Records provided ▸

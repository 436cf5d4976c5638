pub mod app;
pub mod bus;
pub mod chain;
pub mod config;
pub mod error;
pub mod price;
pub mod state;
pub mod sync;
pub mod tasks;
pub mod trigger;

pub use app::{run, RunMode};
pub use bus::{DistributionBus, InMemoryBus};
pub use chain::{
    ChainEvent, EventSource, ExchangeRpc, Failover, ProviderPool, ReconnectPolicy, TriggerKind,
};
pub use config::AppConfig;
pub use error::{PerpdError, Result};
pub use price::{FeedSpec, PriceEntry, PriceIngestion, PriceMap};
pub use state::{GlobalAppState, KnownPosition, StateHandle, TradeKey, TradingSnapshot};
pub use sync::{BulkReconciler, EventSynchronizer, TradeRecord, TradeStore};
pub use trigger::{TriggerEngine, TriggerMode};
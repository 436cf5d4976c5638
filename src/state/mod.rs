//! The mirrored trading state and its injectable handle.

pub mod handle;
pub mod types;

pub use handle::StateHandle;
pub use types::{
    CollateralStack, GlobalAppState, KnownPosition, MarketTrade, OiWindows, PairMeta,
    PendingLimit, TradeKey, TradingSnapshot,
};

Task details ▸
Reproduce every record, matching each line exactly.

Answer space ▸
repository 436cf5d4976c5638
pub mod app;
pub mod bus;
pub mod chain;
pub mod config;
pub mod error;
pub mod price;
pub mod state;
pub mod sync;
pub mod tasks;
pub mod trigger;

pub use app::{run, RunMode};
pub use bus::{DistributionBus, InMemoryBus};
pub use chain::{
    ChainEvent, EventSource, ExchangeRpc, Failover, ProviderPool, ReconnectPolicy, TriggerKind,
};
pub use config::AppConfig;
pub use error::{PerpdError, Result};
pub use price::{FeedSpec, PriceEntry, PriceIngestion, PriceMap};
pub use state::{GlobalAppState, KnownPosition, StateHandle, TradeKey, TradingSnapshot};
pub use sync::{BulkReconciler, EventSynchronizer, TradeRecord, TradeStore};
pub use trigger::{TriggerEngine, TriggerMode};
repository 436cf5d4976c5638
filename src/state/mod.rs
//! The mirrored trading state and its injectable handle.

pub mod handle;
pub mod types;

pub use handle::StateHandle;
pub use types::{
    CollateralStack, GlobalAppState, KnownPosition, MarketTrade, OiWindows, PairMeta,
    PendingLimit, TradeKey, TradingSnapshot,
};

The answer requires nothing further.